EXERCISE:
Say, as a bare number, how many lines of the listing contain "Delete".

===

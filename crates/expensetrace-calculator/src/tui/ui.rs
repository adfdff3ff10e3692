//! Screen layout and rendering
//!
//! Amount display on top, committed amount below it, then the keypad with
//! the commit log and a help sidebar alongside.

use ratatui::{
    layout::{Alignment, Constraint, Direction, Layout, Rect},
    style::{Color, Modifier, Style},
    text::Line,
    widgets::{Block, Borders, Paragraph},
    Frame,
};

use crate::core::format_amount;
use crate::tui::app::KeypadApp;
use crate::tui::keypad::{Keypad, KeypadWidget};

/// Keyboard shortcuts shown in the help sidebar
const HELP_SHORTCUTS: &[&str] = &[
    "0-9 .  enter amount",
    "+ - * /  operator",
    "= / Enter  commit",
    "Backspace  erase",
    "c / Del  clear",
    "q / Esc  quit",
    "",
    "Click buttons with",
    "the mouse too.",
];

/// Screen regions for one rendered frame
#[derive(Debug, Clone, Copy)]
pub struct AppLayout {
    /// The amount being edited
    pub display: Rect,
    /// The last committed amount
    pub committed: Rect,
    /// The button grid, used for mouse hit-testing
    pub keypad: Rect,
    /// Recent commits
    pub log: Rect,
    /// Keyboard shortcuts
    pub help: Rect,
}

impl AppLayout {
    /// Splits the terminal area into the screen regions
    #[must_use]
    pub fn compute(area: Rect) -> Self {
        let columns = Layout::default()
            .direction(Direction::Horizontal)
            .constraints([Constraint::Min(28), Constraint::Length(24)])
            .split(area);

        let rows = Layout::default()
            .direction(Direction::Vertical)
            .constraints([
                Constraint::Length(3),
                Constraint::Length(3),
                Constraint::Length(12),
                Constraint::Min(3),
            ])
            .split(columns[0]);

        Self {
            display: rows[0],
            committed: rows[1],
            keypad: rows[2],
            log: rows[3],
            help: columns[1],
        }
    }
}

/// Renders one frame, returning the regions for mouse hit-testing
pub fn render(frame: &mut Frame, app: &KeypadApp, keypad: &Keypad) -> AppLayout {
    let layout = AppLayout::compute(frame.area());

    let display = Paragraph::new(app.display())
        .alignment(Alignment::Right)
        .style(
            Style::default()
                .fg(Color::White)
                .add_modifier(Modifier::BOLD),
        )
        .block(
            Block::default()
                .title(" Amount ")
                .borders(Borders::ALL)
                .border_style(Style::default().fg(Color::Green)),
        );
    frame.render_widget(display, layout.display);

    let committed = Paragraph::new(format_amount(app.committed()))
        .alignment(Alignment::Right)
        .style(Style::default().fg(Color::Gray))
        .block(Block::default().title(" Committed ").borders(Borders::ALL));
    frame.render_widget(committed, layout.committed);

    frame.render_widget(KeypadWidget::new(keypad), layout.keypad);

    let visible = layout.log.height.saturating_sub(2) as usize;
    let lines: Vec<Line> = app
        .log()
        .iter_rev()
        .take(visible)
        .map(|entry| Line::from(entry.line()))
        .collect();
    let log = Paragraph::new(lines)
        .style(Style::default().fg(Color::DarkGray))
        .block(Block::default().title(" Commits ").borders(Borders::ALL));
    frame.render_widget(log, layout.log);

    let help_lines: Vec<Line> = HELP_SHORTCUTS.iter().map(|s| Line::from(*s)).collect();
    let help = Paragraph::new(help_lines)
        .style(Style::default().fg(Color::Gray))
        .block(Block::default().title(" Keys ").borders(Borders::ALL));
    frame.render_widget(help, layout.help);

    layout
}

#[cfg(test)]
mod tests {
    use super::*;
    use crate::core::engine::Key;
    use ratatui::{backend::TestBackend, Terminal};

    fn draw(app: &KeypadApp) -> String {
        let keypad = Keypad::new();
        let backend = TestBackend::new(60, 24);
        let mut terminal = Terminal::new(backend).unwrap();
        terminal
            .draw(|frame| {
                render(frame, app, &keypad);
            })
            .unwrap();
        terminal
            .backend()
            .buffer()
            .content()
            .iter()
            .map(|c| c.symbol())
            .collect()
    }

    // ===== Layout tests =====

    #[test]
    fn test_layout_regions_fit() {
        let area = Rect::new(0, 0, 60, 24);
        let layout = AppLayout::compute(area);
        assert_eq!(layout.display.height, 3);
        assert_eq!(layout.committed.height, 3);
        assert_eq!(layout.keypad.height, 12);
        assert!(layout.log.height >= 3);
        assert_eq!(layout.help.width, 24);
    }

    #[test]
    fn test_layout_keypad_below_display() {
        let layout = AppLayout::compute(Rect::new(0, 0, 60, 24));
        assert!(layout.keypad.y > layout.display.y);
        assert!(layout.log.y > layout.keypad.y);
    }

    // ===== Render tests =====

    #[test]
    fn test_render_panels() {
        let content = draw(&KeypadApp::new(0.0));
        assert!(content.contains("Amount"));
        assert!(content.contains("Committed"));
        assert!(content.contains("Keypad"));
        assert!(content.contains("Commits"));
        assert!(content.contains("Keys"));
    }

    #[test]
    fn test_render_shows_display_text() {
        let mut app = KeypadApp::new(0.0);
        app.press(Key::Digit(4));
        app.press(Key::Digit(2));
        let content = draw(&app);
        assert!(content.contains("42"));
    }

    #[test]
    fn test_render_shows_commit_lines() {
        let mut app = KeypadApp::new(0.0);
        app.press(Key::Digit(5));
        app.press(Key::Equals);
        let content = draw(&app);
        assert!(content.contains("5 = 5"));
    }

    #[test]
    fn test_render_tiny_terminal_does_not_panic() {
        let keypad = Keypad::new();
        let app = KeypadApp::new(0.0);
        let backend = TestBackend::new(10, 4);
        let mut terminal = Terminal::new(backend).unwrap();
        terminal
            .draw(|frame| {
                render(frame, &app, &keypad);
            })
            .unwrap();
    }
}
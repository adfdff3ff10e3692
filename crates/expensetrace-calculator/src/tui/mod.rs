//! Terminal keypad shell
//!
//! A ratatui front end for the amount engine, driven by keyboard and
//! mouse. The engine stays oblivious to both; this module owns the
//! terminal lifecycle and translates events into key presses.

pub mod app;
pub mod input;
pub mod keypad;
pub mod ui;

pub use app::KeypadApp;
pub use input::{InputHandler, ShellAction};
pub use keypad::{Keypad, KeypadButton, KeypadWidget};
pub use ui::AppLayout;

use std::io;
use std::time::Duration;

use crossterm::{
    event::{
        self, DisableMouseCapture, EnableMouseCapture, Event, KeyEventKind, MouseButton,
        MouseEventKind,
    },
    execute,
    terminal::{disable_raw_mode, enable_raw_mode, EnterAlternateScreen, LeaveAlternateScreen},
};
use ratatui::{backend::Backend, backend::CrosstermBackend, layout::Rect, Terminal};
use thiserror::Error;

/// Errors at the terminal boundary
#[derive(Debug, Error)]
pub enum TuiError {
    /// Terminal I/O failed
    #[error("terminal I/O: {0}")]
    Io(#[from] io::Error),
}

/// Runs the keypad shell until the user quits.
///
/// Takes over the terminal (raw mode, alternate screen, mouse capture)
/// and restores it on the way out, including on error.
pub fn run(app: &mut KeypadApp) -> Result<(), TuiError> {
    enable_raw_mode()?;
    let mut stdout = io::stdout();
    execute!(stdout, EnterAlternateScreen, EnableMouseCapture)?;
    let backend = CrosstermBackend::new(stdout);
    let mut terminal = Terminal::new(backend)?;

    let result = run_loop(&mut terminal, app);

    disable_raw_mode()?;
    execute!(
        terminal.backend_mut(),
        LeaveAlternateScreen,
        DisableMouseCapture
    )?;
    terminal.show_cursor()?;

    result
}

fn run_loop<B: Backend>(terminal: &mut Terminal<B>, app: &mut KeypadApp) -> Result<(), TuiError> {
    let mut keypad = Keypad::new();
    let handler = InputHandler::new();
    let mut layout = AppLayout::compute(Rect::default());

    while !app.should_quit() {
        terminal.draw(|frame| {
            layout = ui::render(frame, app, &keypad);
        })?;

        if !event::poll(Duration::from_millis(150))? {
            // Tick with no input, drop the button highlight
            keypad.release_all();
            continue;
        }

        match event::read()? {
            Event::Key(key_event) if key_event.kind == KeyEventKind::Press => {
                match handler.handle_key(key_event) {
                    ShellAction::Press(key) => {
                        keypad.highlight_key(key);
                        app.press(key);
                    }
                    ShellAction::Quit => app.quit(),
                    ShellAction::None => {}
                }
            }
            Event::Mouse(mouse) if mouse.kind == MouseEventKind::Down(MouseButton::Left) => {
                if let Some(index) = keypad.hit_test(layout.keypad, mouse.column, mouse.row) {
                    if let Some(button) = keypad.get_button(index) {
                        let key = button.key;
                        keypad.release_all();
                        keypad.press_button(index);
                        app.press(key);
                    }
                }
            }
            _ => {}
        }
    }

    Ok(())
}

===

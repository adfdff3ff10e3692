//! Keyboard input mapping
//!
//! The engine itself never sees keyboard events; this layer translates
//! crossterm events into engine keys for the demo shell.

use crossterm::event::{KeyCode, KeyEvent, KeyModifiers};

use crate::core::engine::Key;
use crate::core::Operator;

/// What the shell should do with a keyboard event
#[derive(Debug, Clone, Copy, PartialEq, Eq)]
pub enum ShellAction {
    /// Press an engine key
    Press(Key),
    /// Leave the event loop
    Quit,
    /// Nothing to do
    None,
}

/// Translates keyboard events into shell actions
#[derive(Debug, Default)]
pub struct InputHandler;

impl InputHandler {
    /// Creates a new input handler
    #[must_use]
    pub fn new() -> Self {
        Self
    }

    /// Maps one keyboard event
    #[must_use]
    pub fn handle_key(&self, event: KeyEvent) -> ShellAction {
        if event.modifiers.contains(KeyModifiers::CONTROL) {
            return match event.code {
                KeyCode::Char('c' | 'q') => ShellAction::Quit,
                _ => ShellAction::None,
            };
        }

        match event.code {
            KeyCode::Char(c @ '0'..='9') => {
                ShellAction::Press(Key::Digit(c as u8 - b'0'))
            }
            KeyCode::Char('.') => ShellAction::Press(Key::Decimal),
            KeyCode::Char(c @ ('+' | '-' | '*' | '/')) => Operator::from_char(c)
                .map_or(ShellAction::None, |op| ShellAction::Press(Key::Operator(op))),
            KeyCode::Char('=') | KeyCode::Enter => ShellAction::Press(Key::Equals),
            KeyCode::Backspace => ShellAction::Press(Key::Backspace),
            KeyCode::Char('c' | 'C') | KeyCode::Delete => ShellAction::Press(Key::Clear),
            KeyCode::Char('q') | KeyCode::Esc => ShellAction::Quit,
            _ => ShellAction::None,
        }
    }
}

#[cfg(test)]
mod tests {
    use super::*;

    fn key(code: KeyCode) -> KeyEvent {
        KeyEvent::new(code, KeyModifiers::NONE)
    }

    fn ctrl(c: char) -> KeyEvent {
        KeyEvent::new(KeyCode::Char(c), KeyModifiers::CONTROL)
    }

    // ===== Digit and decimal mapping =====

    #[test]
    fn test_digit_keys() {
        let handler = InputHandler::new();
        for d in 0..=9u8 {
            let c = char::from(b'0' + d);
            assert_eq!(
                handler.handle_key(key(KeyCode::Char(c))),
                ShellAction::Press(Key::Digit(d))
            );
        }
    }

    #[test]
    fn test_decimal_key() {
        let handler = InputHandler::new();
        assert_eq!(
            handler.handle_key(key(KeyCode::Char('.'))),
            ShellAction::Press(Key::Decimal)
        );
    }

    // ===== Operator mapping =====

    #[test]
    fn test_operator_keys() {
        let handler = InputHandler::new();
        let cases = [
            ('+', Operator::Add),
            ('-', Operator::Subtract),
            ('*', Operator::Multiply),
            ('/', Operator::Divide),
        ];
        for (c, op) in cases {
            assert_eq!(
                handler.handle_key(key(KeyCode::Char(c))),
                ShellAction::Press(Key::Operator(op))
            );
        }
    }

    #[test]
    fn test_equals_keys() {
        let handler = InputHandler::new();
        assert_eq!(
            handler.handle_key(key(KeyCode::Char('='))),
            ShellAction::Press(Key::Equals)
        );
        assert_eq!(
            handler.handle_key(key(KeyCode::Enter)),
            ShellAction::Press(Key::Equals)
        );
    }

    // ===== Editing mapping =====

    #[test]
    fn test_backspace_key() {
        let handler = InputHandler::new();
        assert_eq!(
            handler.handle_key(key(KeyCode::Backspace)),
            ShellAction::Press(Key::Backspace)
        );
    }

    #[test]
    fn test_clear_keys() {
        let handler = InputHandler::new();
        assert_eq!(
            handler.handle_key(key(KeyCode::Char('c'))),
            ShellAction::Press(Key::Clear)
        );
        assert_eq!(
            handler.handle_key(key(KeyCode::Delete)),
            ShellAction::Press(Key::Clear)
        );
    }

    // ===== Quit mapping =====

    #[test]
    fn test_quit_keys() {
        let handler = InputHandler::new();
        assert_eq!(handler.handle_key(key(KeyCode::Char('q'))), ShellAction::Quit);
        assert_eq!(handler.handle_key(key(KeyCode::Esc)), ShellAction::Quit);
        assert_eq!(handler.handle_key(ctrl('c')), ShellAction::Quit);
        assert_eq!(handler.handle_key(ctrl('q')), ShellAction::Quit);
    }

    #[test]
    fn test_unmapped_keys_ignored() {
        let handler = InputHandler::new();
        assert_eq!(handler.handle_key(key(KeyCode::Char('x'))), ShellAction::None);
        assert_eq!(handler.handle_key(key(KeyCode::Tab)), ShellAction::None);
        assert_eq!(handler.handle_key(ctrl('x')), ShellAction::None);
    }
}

===

ANSWER FOR THE TASK:
2